REBECCA DROKE/Herald
Bennett Thompson, a Southern Ute tribal elder, talks about beading to a seventh-grade class at Bayfield Middle School on Friday. From left, the students are Ben Christner, 12, son of Becky Bauer and Tim Christner; Dwayne Lizer, 13, son of Byron and Dottie Lizer; and Caleb Rael, 12, son of Amy Daniels and David Rael.
“Males make (chokers) and they’re better than girls’,” Jimmy O’Brien said.
Some of the girls disagreed.
“It depends on the boy,” Kayla McCann argued.
“Boys are more into sports, and girls are more into jewelry,” Patty Powers insisted.
The children were participating in a new program at Bayfield Middle School, which invites the school’s largely white student body to learn methods and traditions of Southern Ute jewelry-making from some of the tribe’s most revered artists. The ties binding American Indians and Europeans have, from the earliest days, been strung with beads. This latest cultural exchange challenged white students’ ideas about who and what jewelry is for.

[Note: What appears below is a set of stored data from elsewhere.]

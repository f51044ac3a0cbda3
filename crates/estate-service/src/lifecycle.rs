//! Per-kind lifecycle tables.
//!
//! Each request kind has a fixed state graph. Command transitions follow
//! `edges`; `on_assign` is the one edge taken only by the assignment
//! resolver, in the same write that binds the assignee.

use estate_core::error::{EstateError, EstateResult};
use estate_core::models::request::{RequestKind, RequestStatus};

use RequestStatus::*;

#[derive(Debug)]
pub struct Lifecycle {
    pub kind: RequestKind,
    pub initial: RequestStatus,
    edges: &'static [(RequestStatus, RequestStatus)],
    on_assign: Option<(RequestStatus, RequestStatus)>,
}

// No cancel path: maintenance tickets must be resolved.
static MAINTENANCE: Lifecycle = Lifecycle {
    kind: RequestKind::Maintenance,
    initial: Open,
    edges: &[(Open, InProgress), (InProgress, Resolved)],
    on_assign: None,
};

static TAXI: Lifecycle = Lifecycle {
    kind: RequestKind::Taxi,
    initial: Pending,
    edges: &[
        (Assigned, Completed),
        (Pending, Cancelled),
        (Assigned, Cancelled),
    ],
    on_assign: Some((Pending, Assigned)),
};

static CONTACT: Lifecycle = Lifecycle {
    kind: RequestKind::Contact,
    initial: New,
    edges: &[(New, InProgress), (InProgress, Resolved)],
    on_assign: None,
};

pub fn lifecycle(kind: RequestKind) -> &'static Lifecycle {
    match kind {
        RequestKind::Maintenance => &MAINTENANCE,
        RequestKind::Taxi => &TAXI,
        RequestKind::Contact => &CONTACT,
    }
}

impl Lifecycle {
    /// Whether a command may move a request from `from` to `to`.
    pub fn allows(&self, from: RequestStatus, to: RequestStatus) -> bool {
        self.edges.contains(&(from, to))
    }

    pub fn check(&self, from: RequestStatus, to: RequestStatus) -> EstateResult<()> {
        if self.allows(from, to) {
            Ok(())
        } else {
            Err(EstateError::InvalidTransition {
                kind: self.kind.to_string(),
                from: from.to_string(),
                to: to.to_string(),
            })
        }
    }

    /// Status an assignment moves the request to, if any.
    pub fn status_on_assign(&self, current: RequestStatus) -> Option<RequestStatus> {
        self.on_assign
            .filter(|(from, _)| *from == current)
            .map(|(_, to)| to)
    }

    /// Every status reachable in this lifecycle.
    pub fn statuses(&self) -> Vec<RequestStatus> {
        let mut statuses = vec![self.initial];
        let edges = self.edges.iter().chain(self.on_assign.iter());
        for (from, to) in edges {
            for status in [*from, *to] {
                if !statuses.contains(&status) {
                    statuses.push(status);
                }
            }
        }
        statuses
    }
}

“I think it’s a really joyful way to learn across cultures,” said Scott Kuster, the sixth-grade Spanish teacher behind the cultural interchange, the first of its kind in the middle school.
Southern Ute Cultural Center and Museum Director Lynn Brittner, exhibit technician and artist Tim Ryder, education consultant Dan Cieloha and tribal elder Bennett Thompson converged on Kuster’s class Friday to teach several classes of 12-year-olds the basics of American Indian choker construction.

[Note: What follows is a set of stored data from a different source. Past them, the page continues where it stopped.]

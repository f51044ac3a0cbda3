//! Audit log domain model.

use std::fmt;

use chrono::{DateTime, Utc};
use serde::{Deserialize, Serialize};
use uuid::Uuid;

#[derive(Debug, Clone, Copy, Serialize, Deserialize, PartialEq, Eq)]
pub enum ActorType {
    User,
    /// Background work such as the escalation monitor.
    System,
}

impl ActorType {
    pub fn as_str(&self) -> &'static str {
        match self {
            Self::User => "User",
            Self::System => "System",
        }
    }

    pub fn parse(s: &str) -> Option<Self> {
        match s {
            "User" => Some(Self::User),
            "System" => Some(Self::System),
            _ => None,
        }
    }
}

#[derive(Debug, Clone, Copy, Serialize, Deserialize, PartialEq, Eq, Hash)]
pub enum AuditAction {
    Created,
    Assigned,
    StatusChanged,
    Escalated,
    Rescheduled,
}

impl AuditAction {
    pub fn as_str(&self) -> &'static str {
        match self {
            Self::Created => "Created",
            Self::Assigned => "Assigned",
            Self::StatusChanged => "StatusChanged",
            Self::Escalated => "Escalated",
            Self::Rescheduled => "Rescheduled",
        }
    }

    pub fn parse(s: &str) -> Option<Self> {
        match s {
            "Created" => Some(Self::Created),
            "Assigned" => Some(Self::Assigned),
            "StatusChanged" => Some(Self::StatusChanged),
            "Escalated" => Some(Self::Escalated),
            "Rescheduled" => Some(Self::Rescheduled),
            _ => None,
        }
    }
}

impl fmt::Display for AuditAction {
    fn fmt(&self, f: &mut fmt::Formatter<'_>) -> fmt::Result {
        f.write_str(self.as_str())
    }
}

/// One immutable audit record. Retries of the same mutation can be
/// recognised by `(resource_id, action, timestamp)`.
#[derive(Debug, Clone, Serialize, Deserialize)]
pub struct AuditLogEntry {
    pub id: Uuid,
    pub tenant_id: Uuid,
    /// `Uuid::nil()` for [`ActorType::System`].
    pub actor_id: Uuid,
    pub actor_type: ActorType,
    pub action: AuditAction,
    pub resource_type: String,
    pub resource_id: Uuid,
    pub details: serde_json::Value,
    pub timestamp: DateTime<Utc>,
}

#[derive(Debug, Clone, Serialize, Deserialize)]
pub struct CreateAuditLogEntry {
    pub tenant_id: Uuid,
    pub actor_id: Uuid,
    pub actor_type: ActorType,
    pub action: AuditAction,
    pub resource_type: String,
    pub resource_id: Uuid,
    pub details: serde_json::Value,
    pub timestamp: DateTime<Utc>,
}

The choker is a necklace, broad as a belt, worn tightly around the neck. It is made of alternating white bones and colored beads strung on thin leather straps.

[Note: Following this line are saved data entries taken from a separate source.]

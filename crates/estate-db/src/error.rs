//! Database-specific error types and conversions.

use estate_core::error::EstateError;

/// Database-layer error type.
#[derive(Debug, thiserror::Error)]
pub enum DbError {
    #[error("SurrealDB error: {0}")]
    Surreal(#[from] surrealdb::Error),

    #[error("Migration failed: {0}")]
    Migration(String),

    #[error("Query failed: {0}")]
    Query(String),

    #[error("Stored record is malformed: {0}")]
    Decode(String),

    #[error("Record not found: {entity} with id {id}")]
    NotFound { entity: String, id: String },
}

impl From<DbError> for EstateError {
    fn from(err: DbError) -> Self {
        match err {
            DbError::NotFound { entity, id } => EstateError::NotFound { entity, id },
            other => EstateError::Database(other.to_string()),
        }
    }
}

pub(crate) fn parse_uuid(field: &str, value: &str) -> Result<uuid::Uuid, DbError> {
    uuid::Uuid::parse_str(value).map_err(|e| DbError::Decode(format!("invalid {field} UUID: {e}")))
}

“The tying is complicated, but the rest is to enjoy,” said Morgan Box, daughter of Southern Ute Vice-Chairman Matthew Box and the only tribal member in the class.
Box said she was learning the skill, traditionally a male specialty, for the first time.
“I’m learning how to bead, and I’m also sharing about what I know,” Box said as she tightened a row of beads and bones under Thompson’s jovial eye.
Thompson, who has been a museum board member for 15 years, creates intricate beadwork, miniatures, tomahawks, pipes and bows and arrows. He regularly shares these art forms with students at high schools, Head Start classes and the Southern Ute Academy, all on a voluntary basis.
“I used to work with medicine men,” Thompson said. “They told me never ask for any money.”
While Thompson said he gladly teaches beading to anyone, male or female, the differences between traditional gender roles in Ute and non-Indian societies made the jewelry-making project an interesting departure for some of the students.
But with the way perhaps blazed by the popularity of men’s puka shell necklaces, several boys in the class proudly donned their finished chokers, seeming to appreciate the masculine force of the traditional ornament.
To others, the jewelry may simply have been pretty. McCann said she already had an outfit in mind to go with her choker.
Kuster has been spearheading the effort to develop a curriculum for culture instruction at the middle school. In one project, he asks students to write out their own cultural history.
For 12-year-old Powers, that cultural history might include the different tradition of beading she learned from her grandmother. Box’s cultural history would be more difficult to write at a time when the danger is growing increasingly real that traditions like Southern Ute beadwork will become confined to museums.
Cieloha, among those working on the design of a new Southern Ute cultural center and museum, said his educational mandate now includes teaching Southern Ute children to be conservators of their own cultural traditions, even while he continues to reach out to non-Indians.
“The contact is positive – it builds a foundation,” Cieloha said.
Kuster was pleased with his first effort.
“The kids loved it and appreciated it,” he said as class ended and white boys wearing elaborate chokers walked proudly out, into the judgmental halls of middle school.